Health Sciences

Hematology course gives Marquette students crucial experience in identifying Sickle Cell Disease, other blood diseases

September is Sickle Cell Awareness Month

A blood sample with severely sickled cells. One of the sickled cells can be seen at the tip of the eyepiece pointer.

One in 100,000 Americans lives with Sickle Cell Disease, a genetic blood disease that causes red blood cells to become deformed, changing from their typical round, smooth structure to a sickle-shaped and sticky configuration. Those with the disease typically experience fatigue and pain localized to joints or areas containing small blood vessels.

Early screening can hold the key to mitigating symptoms and to better understanding how to successfully treat the condition. In the Medical Laboratory Science Department in the College of Health Sciences, students are learning how to identify the disease in Dr.
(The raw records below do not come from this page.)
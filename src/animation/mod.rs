mod values;
pub mod tracks;
pub mod clip;
pub mod action;
pub mod binding;
pub mod binder;
pub mod player;
pub mod system;

pub use values::Interpolatable;
pub use clip::{AnimationClip, NodeChannel, RestPose};
pub use action::AnimationAction;
pub use binder::Binder;
pub use binding::ChannelBinding;
pub use player::AnimationPlayer;
pub use system::PoseEvaluator;
pub use tracks::{KeyframeTrack, Segment};
//! Node hierarchy of an imported model
//!
//! - Node: named node with local / combined transforms and bone links
//! - NodeTree: slotmap arena holding the hierarchy
//! - TransformSystem: top-down combined transform propagation

pub mod node;
pub mod tree;
pub mod transform_system;

pub use node::{MeshBoneRef, Node};
pub use tree::NodeTree;

use slotmap::new_key_type;

new_key_type! {
    pub struct NodeHandle;
}
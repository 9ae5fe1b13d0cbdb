use glam::Mat4;

use crate::animation::{AnimationAction, AnimationPlayer, PoseEvaluator};
use crate::assets::importer::ImportReport;
use crate::errors::{Result, SkinError};
use crate::render::{CameraView, MeshDraw, RenderSink};
use crate::resources::mesh::SkinMesh;
use crate::scene::transform_system::update_combined;
use crate::scene::{NodeHandle, NodeTree};

/// An imported skinned model: node tree, meshes, bound animations and the
/// playback clock.
///
/// Cloning a model shares the clip data and copies the pose buffers, so
/// clones animate independently.
#[derive(Debug, Clone)]
pub struct SkinModel {
    tree: NodeTree,
    meshes: Vec<SkinMesh>,
    actions: Vec<AnimationAction>,
    pub player: AnimationPlayer,
    report: ImportReport,
}

impl SkinModel {
    /// Assembles a model and evaluates its rest pose once.
    #[must_use]
    pub fn new(tree: NodeTree, meshes: Vec<SkinMesh>, actions: Vec<AnimationAction>, report: ImportReport) -> Self {
        let mut model = Self {
            tree,
            meshes,
            actions,
            player: AnimationPlayer::new(),
            report,
        };
        model.refresh_pose();
        model
    }

    #[inline]
    #[must_use]
    pub fn tree(&self) -> &NodeTree {
        &self.tree
    }

    /// Mutable tree access for manual posing; call [`refresh_pose`](Self::refresh_pose)
    /// afterwards.
    #[inline]
    pub fn tree_mut(&mut self) -> &mut NodeTree {
        &mut self.tree
    }

    #[inline]
    #[must_use]
    pub fn meshes(&self) -> &[SkinMesh] {
        &self.meshes
    }

    #[inline]
    #[must_use]
    pub fn actions(&self) -> &[AnimationAction] {
        &self.actions
    }

    #[must_use]
    pub fn find_action(&self, name: &str) -> Option<usize> {
        self.actions.iter().position(|a| a.name() == name)
    }

    #[inline]
    #[must_use]
    pub fn report(&self) -> &ImportReport {
        &self.report
    }

    #[must_use]
    pub fn current_action(&self) -> Option<&AnimationAction> {
        self.player.current().and_then(|i| self.actions.get(i))
    }

    /// Starts animation `index` at time `now` (seconds), from the rest pose.
    pub fn begin_animation(&mut self, index: usize, now: f32) -> Result<()> {
        if index >= self.actions.len() {
            return Err(SkinError::AnimationIndexOutOfBounds {
                index,
                count: self.actions.len(),
            });
        }
        self.tree.reset_to_bind_pose();
        self.player.begin(index, now);
        log::debug!("animation '{}' started", self.actions[index].name());
        Ok(())
    }

    /// Stops playback and returns to the rest pose.
    pub fn stop_animation(&mut self) {
        self.player.stop();
        self.tree.reset_to_bind_pose();
        self.refresh_pose();
    }

    /// Evaluates the pose at wall-clock time `now` (seconds).
    ///
    /// Advances the clock and applies the current clip when playing, then
    /// recomputes combined transforms and every mesh's shader matrices.
    pub fn update(&mut self, now: f32) {
        if self.player.is_running()
            && let Some(action) = self.player.current().and_then(|i| self.actions.get(i))
        {
            let time = self.player.advance(now, action.period());
            if action.clip().has_channels() {
                PoseEvaluator::apply_action(&mut self.tree, action, time);
            }
        }
        self.refresh_pose();
    }

    /// Recomputes combined transforms and shader matrices from the current
    /// local transforms.
    pub fn refresh_pose(&mut self) {
        update_combined(&mut self.tree);
        PoseEvaluator::write_shader_matrices(&self.tree, &mut self.meshes);
    }

    /// World matrix to draw mesh `mesh_index` with, given the model's world
    /// matrix.
    ///
    /// While an animation with channels is selected the node transform is
    /// already carried by the bone matrices; otherwise the mesh follows its
    /// node.
    #[must_use]
    pub fn mesh_world_matrix(&self, mesh_index: usize, world: Mat4) -> Mat4 {
        let animated = self.current_action().is_some_and(|a| a.clip().has_channels());
        if animated {
            return world;
        }

        self.meshes
            .get(mesh_index)
            .and_then(|m| m.node)
            .and_then(|node: NodeHandle| self.tree.get(node))
            .map_or(world, |node| world * *node.combined_transform())
    }

    /// Submits every mesh to `sink`.
    pub fn draw(&self, world: Mat4, camera: &CameraView, sink: &mut dyn RenderSink) {
        for (i, mesh) in self.meshes.iter().enumerate() {
            debug_assert_eq!(mesh.shader_matrices().len(), mesh.bones.len());
            sink.draw_mesh(&MeshDraw {
                mesh_index: i,
                name: &mesh.name,
                world: self.mesh_world_matrix(i, world),
                bone_matrices: mesh.shader_matrices(),
                material: &mesh.material,
                vertices: &mesh.vertices,
                indices: &mesh.indices,
                camera,
            });
        }
    }
}
//! Per-vertex bone influence assignment.
//!
//! Import sources list weights per bone (`bone -> [(vertex, weight)]`); the
//! skinning shader wants them per vertex in a fixed number of slots. This
//! module performs that restructuring.
//!
//! # Truncation policy
//!
//! Influences are recorded in the order bones are visited, and only the
//! first [`MAX_BONE_INFLUENCES`] recorded for a vertex are kept. Further
//! influences are dropped as-is: they are not re-ranked by weight and the
//! kept weights are not renormalised.

use glam::{UVec4, Vec4};
use smallvec::SmallVec;

use crate::errors::{Result, SkinError};
use crate::resources::vertex::{MAX_BONE_INFLUENCES, SkinVertex};

/// One bone's influence on one vertex, as provided by the import source.
#[derive(Debug, Clone, Copy, PartialEq)]
pub struct VertexWeight {
    pub vertex_id: u32,
    pub weight: f32,
}

impl VertexWeight {
    #[must_use]
    pub const fn new(vertex_id: u32, weight: f32) -> Self {
        Self { vertex_id, weight }
    }
}

/// The blend index / blend weight pair written into a vertex.
#[derive(Debug, Clone, Copy, PartialEq, Default)]
pub struct BlendSlots {
    pub indices: UVec4,
    pub weights: Vec4,
}

impl BlendSlots {
    /// Slot 0 bound to the identity bone with full weight.
    pub const IDENTITY_BONE: Self = Self {
        indices: UVec4::ZERO,
        weights: Vec4::new(1.0, 0.0, 0.0, 0.0),
    };
}

/// Summary of one assignment run, for logging.
#[derive(Debug, Clone, Copy, PartialEq, Eq, Default)]
pub struct WeightStats {
    /// Vertices that received the identity-bone fallback.
    pub unweighted_vertices: usize,
    /// Vertices that had influences beyond the slot budget.
    pub truncated_vertices: usize,
    /// Total influences dropped by truncation.
    pub dropped_influences: usize,
}

/// Builds per-vertex blend slots from per-bone weight lists.
///
/// The `i`-th item of `bones` belongs to source bone `i`, which sits at flat
/// index `i + 1` in the mesh's bone list (index 0 is the identity bone).
/// At most `max_influences` (clamped to [`MAX_BONE_INFLUENCES`]) slots are
/// filled per vertex. Any vertex with no recorded influence is bound to the
/// identity bone with weight 1.0.
///
/// # Errors
/// [`SkinError::InvalidSource`] if a weight references a vertex id outside
/// `0..vertex_count`.
pub fn assign_weights<'a, I>(
    vertex_count: usize,
    bones: I,
    max_influences: usize,
) -> Result<(Vec<BlendSlots>, WeightStats)>
where
    I: IntoIterator<Item = &'a [VertexWeight]>,
{
    let cap = max_influences.clamp(1, MAX_BONE_INFLUENCES);

    // Per vertex: the first `cap` influences in discovery order, plus the total seen
    let mut recorded: Vec<SmallVec<[(u32, f32); MAX_BONE_INFLUENCES]>> = vec![SmallVec::new(); vertex_count];
    let mut seen = vec![0usize; vertex_count];

    for (source_index, weights) in bones.into_iter().enumerate() {
        let flat_bone = (source_index + 1) as u32;

        for w in weights {
            let vertex = w.vertex_id as usize;
            if vertex >= vertex_count {
                return Err(SkinError::InvalidSource(format!(
                    "bone {source_index} weights vertex {vertex}, mesh has {vertex_count} vertices"
                )));
            }

            seen[vertex] += 1;
            if recorded[vertex].len() < cap {
                recorded[vertex].push((flat_bone, w.weight));
            }
        }
    }

    let mut stats = WeightStats::default();
    let slots = recorded
        .iter()
        .zip(&seen)
        .map(|(influences, &count)| {
            if influences.is_empty() {
                stats.unweighted_vertices += 1;
                return BlendSlots::IDENTITY_BONE;
            }
            if count > cap {
                stats.truncated_vertices += 1;
                stats.dropped_influences += count - cap;
            }

            let mut indices = [0u32; MAX_BONE_INFLUENCES];
            let mut weights = [0.0f32; MAX_BONE_INFLUENCES];
            for (slot, &(bone, weight)) in influences.iter().enumerate() {
                indices[slot] = bone;
                weights[slot] = weight;
            }
            BlendSlots {
                indices: UVec4::from_array(indices),
                weights: Vec4::from_array(weights),
            }
        })
        .collect();

    Ok((slots, stats))
}

/// Writes blend slots into the matching vertices.
pub fn apply_blend_slots(vertices: &mut [SkinVertex], slots: &[BlendSlots]) {
    debug_assert_eq!(vertices.len(), slots.len(), "blend slot count must match vertex count");
    for (vertex, slot) in vertices.iter_mut().zip(slots) {
        vertex.blend_indices = slot.indices;
        vertex.blend_weights = slot.weights;
    }
}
Valerie Everard-Gigot’s hematology course.

“Sickle Cell Disease is one of many hematological issues that is diagnosed with the aid of a medical laboratory scientist,” Everard-Gigot says. “The blood provides many remarkable clues, and visual examination of blood from an individual with this disease can inform clinicians about the degree of sickling and the extent to which the body is responding by producing new red blood cells.”

Medical laboratory scientists are a critical piece of the diagnostic procedure in all forms of Sickle Cell Disease, helping provide patients with needed answers.

What causes Sickle Cell Disease?

Sickle Cell Disease is an inherited condition that results in the production of abnormal hemoglobin – the protein responsible for imparting the red coloration to a red blood cell and for the oxygen carrying capacity of the cell.

Sickle Cell Anemia is caused by a mutation in a gene encoding the “globin” component of hemoglobin. The resultant single amino acid mutation, in turn, results in the synthesis of abnormal protein globin chains – the mutated hemoglobin with the altered protein change is known as “Hemoglobin S”

“When red blood cells form into the sickle shape — hemoglobin S — they have a harder time freely flowing through vessels and subsequently cause ‘roadblocks’ to healthy red blood cells,” Everard-Gigot says. “The healthy red blood cells will attempt to move past the roadblock of sickled cells, but as they attempt to do so, their cell walls or membranes become compressed and pulled. This can result in elongated cells that become stressed and eventually destroyed, producing a reduction in available healthy red cells and a diminished oxygen carrying capacity in the body-  the ‘anemia’ part of sickle cell anemia.”

With less oxygen being delivered to tissues, in addition to fatigue, pain can be a common symptom of Sickle Cell Disease, though the precise mechanism of pain induction is not completely understood, Everard-Gigot says.

In addition to Sickle Cell Disease in which an affected individual inherits a copy of the abnormal hemoglobin S gene from each gene (or HbSS), it is possible to inherit a different abnormal form of hemoglobin from one parent, and thereby produce one of several variants of the condition, some of which produce milder forms of the disease.  Also, in some individuals who inherit only one copy of an abnormal hemoglobin gene, symptoms of fatigue can occur with strenuous exertion or dehydration.  Such individuals, while are ‘carriers’ of disease, are said to have the sickle cell trait.

Medical laboratory scientists ensure the accuracy and fidelity of this test and of many critical laboratory tests by mastering extremely technical diagnostic instruments for optimal sensitivity and specificity. This commitment to accuracy prevents errors that could be incredibly harmful to human health.